Speaking of overkill, who needs a 23 or even 43 character password??
Individuals don’t have the same infrastructure as corporations, who use Single Sign On which is a great deal tougher than what we use at home, raising their security by orders of magnitude over the homes of the people who work for them. This device provides powerful security for those without corporate infrastructure and yet is just as easy to use. Full drive encryption and setting a password to use at the office are now both as strong and easy for the individual user.
Google, Facebook, Microsoft and others offer Single Sign On, why does anybody need an overpowered password generator?
When corporations offer Single Sign On for something like Facebook or GMail, they are in control of your credentials, and when Google for example gets their SSO infrastructure compromised, all users lose control of their data (which actually happened). SSO in an enterprise is not the same as SSO for Facebook when you’re at home. Still, you have to enter a password for their SSO solution anyway! It may as well be easy to change and trivial to remember, yet tough as nails.
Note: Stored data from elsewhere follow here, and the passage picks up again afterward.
//! Snapshot comparison.
//!
//! [`diff`] classifies every path in the union of two snapshots exactly once:
//! created, deleted, modified (digest differs) or unchanged (digest equal).
//! Size and modification time never influence the outcome. Entries come out
//! ordered by relative path; grouping by kind is left to the presentation
//! layer.

use crate::snapshot::{FileRecord, Snapshot, SnapshotSummary};
use serde::{Deserialize, Serialize};
use std::cmp::Ordering;
use std::fmt;

/// How a path changed between two snapshots.
#[derive(Debug, Clone, Copy, PartialEq, Eq, Hash, PartialOrd, Ord, Serialize, Deserialize)]
pub enum ChangeKind {
    /// Present only in the newer snapshot.
    Created,
    /// Present in both with different content.
    Modified,
    /// Present only in the older snapshot.
    Deleted,
}

impl ChangeKind {
    /// All kinds in report order.
    pub const ALL: [Self; 3] = [Self::Created, Self::Modified, Self::Deleted];

    /// Single-character marker used in plain listings.
    #[must_use]
    pub const fn symbol(self) -> char {
        match self {
            Self::Created => '+',
            Self::Modified => '~',
            Self::Deleted => '-',
        }
    }

    /// Lowercase name.
    #[must_use]
    pub const fn name(self) -> &'static str {
        match self {
            Self::Created => "created",
            Self::Modified => "modified",
            Self::Deleted => "deleted",
        }
    }
}

impl fmt::Display for ChangeKind {
    fn fmt(&self, f: &mut fmt::Formatter<'_>) -> fmt::Result {
        f.write_str(self.name())
    }
}

/// One detected difference.
#[derive(Debug, Clone, PartialEq, Eq, Hash, Serialize, Deserialize)]
pub struct ChangeEntry {
    /// Classification
    pub kind: ChangeKind,
    /// Relative path of the file
    pub relative_path: String,
}

/// Classified differences between two snapshots.
#[derive(Debug, Clone, PartialEq, Eq)]
pub struct DiffResult {
    /// The older snapshot.
    pub from: SnapshotSummary,
    /// The newer snapshot.
    pub to: SnapshotSummary,
    /// Changes in ascending relative-path order.
    pub entries: Vec<ChangeEntry>,
    /// Paths present in both snapshots with equal digests.
    pub unchanged_count: usize,
}

impl DiffResult {
    /// Whether anything changed.
    #[must_use]
    pub fn has_changes(&self) -> bool {
        !self.entries.is_empty()
    }

    /// Entries of one kind, still in path order.
    pub fn of_kind(&self, kind: ChangeKind) -> impl Iterator<Item = &ChangeEntry> {
        self.entries.iter().filter(move |e| e.kind == kind)
    }

    /// Number of entries of one kind.
    #[must_use]
    pub fn count(&self, kind: ChangeKind) -> usize {
        self.of_kind(kind).count()
    }

    /// Number of distinct paths across both snapshots.
    #[must_use]
    pub fn total_paths(&self) -> usize {
        self.entries.len() + self.unchanged_count
    }
}

/// Compare `previous` against `current`.
///
/// Pure and deterministic: no I/O, inputs untouched.
#[must_use]
pub fn diff(previous: &Snapshot, current: &Snapshot) -> DiffResult {
    let mut entries = Vec::new();
    let mut unchanged_count = 0;

    let mut before = previous.files().iter().peekable();
    let mut after = current.files().iter().peekable();

    // Both maps iterate in ascending key order, so a merge walk visits the
    // union in order and classifies each path once.
    loop {
        let step = match (before.peek(), after.peek()) {
            (None, None) => break,
            (Some(_), None) => Ordering::Less,
            (None, Some(_)) => Ordering::Greater,
            (Some((old_key, _)), Some((new_key, _))) => old_key.cmp(new_key),
        };

        match step {
            Ordering::Less => {
                if let Some((path, _)) = before.next() {
                    entries.push(entry(ChangeKind::Deleted, path));
                }
            }
            Ordering::Greater => {
                if let Some((path, _)) = after.next() {
                    entries.push(entry(ChangeKind::Created, path));
                }
            }
            Ordering::Equal => {
                if let (Some((path, old)), Some((_, new))) = (before.next(), after.next()) {
                    if content_changed(old, new) {
                        entries.push(entry(ChangeKind::Modified, path));
                    } else {
                        unchanged_count += 1;
                    }
                }
            }
        }
    }

    DiffResult {
        from: previous.summary(),
        to: current.summary(),
        entries,
        unchanged_count,
    }
}

fn content_changed(old: &FileRecord, new: &FileRecord) -> bool {
    old.digest != new.digest
}

fn entry(kind: ChangeKind, path: &str) -> ChangeEntry {
    ChangeEntry {
        kind,
        relative_path: path.to_string(),
    }
}

#[cfg(test)]
mod tests {
    use super::*;
    use crate::fingerprint::ContentDigest;
    use crate::snapshot::fixtures::{at, record, snapshot};
    use std::path::PathBuf;

    fn paths(result: &DiffResult, kind: ChangeKind) -> Vec<&str> {
        result
            .of_kind(kind)
            .map(|e| e.relative_path.as_str())
            .collect()
    }

    #[test]
    fn test_identical_snapshots() {
        let a = snapshot(&[("a.txt", "x"), ("b/c.txt", "y")]);
        let result = diff(&a, &a);

        assert!(!result.has_changes());
        assert_eq!(result.unchanged_count, 2);
        assert_eq!(result.from, result.to);
    }

    #[test]
    fn test_created_modified_deleted() {
        let before = snapshot(&[("a.txt", "x"), ("b.txt", "y")]);
        let after = snapshot(&[("a.txt", "z"), ("c.txt", "w")]);

        let result = diff(&before, &after);

        assert_eq!(paths(&result, ChangeKind::Modified), vec!["a.txt"]);
        assert_eq!(paths(&result, ChangeKind::Deleted), vec!["b.txt"]);
        assert_eq!(paths(&result, ChangeKind::Created), vec!["c.txt"]);
        assert_eq!(result.unchanged_count, 0);
        assert_eq!(result.total_paths(), 3);
    }

    #[test]
    fn test_entries_sorted_by_path_across_kinds() {
        let before = snapshot(&[("b.txt", "1"), ("d.txt", "1")]);
        let after = snapshot(&[("a.txt", "1"), ("b.txt", "2"), ("c.txt", "1")]);

        let result = diff(&before, &after);
        let ordered: Vec<(&str, ChangeKind)> = result
            .entries
            .iter()
            .map(|e| (e.relative_path.as_str(), e.kind))
            .collect();

        assert_eq!(
            ordered,
            vec![
                ("a.txt", ChangeKind::Created),
                ("b.txt", ChangeKind::Modified),
                ("c.txt", ChangeKind::Created),
                ("d.txt", ChangeKind::Deleted),
            ]
        );
    }

    #[test]
    fn test_metadata_only_change_is_unchanged() {
        let before = snapshot(&[("a.txt", "same")]);
        let mut touched = record("a.txt", "same");
        touched.modified = at(1_800_000_000);
        touched.size = 999;
        let after = Snapshot::new(PathBuf::from("/watched"), at(1_800_000_001), [touched]);

        let result = diff(&before, &after);
        assert!(!result.has_changes());
        assert_eq!(result.unchanged_count, 1);
    }

    #[test]
    fn test_unreadable_transitions() {
        let mut locked = record("a.txt", "x");
        locked.digest = ContentDigest::Unreadable;
        let readable = snapshot(&[("a.txt", "x")]);
        let unreadable = Snapshot::new(PathBuf::from("/watched"), at(0), [locked]);

        assert_eq!(diff(&readable, &unreadable).count(ChangeKind::Modified), 1);
        assert_eq!(diff(&unreadable, &unreadable).unchanged_count, 1);
    }

    #[test]
    fn test_empty_snapshots() {
        let empty = snapshot(&[]);
        let result = diff(&empty, &empty);
        assert!(result.entries.is_empty());
        assert_eq!(result.unchanged_count, 0);

        let full = snapshot(&[("a", "1"), ("b", "2")]);
        assert_eq!(diff(&empty, &full).count(ChangeKind::Created), 2);
        assert_eq!(diff(&full, &empty).count(ChangeKind::Deleted), 2);
    }

    #[test]
    fn test_summaries_identify_inputs() {
        let before = snapshot(&[("a", "1")]);
        let after = Snapshot::new(PathBuf::from("/elsewhere"), at(9), [record("a", "1")]);
        let result = diff(&before, &after);

        assert_eq!(result.from.root, PathBuf::from("/watched"));
        assert_eq!(result.to.root, PathBuf::from("/elsewhere"));
        assert_eq!(result.to.captured_at, at(9));
        assert_eq!(result.from.file_count, 1);
    }

    #[test]
    fn test_kind_symbols() {
        assert_eq!(ChangeKind::Created.symbol(), '+');
        assert_eq!(ChangeKind::Modified.symbol(), '~');
        assert_eq!(ChangeKind::Deleted.symbol(), '-');
        assert_eq!(ChangeKind::Modified.to_string(), "modified");
    }
}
This small device can’t possibly have a True Random Generator on board, it’s not really secure.
The Cipherpod is deterministic, generating the same password as long as you enter the same PIN and provide the same RFID key. As such it uses no public/private keys and has no on-board encryption, TPM or other key vault… that’s not what this device is for, so it doesn’t need a PRNG and the password it generates is based on an HMAC-512 key, so its passwords are very really secure.
There’s a problem with devices that send passwords, such as Yubikey and others – they’re too fast. When using RDP or services over a VPN, you get characters dropped. Is this device too fast?
Fast but not too fast, it’s tested and guaranteed working over VPN, Remote Desktop / RDP and other remote applications where latency is present.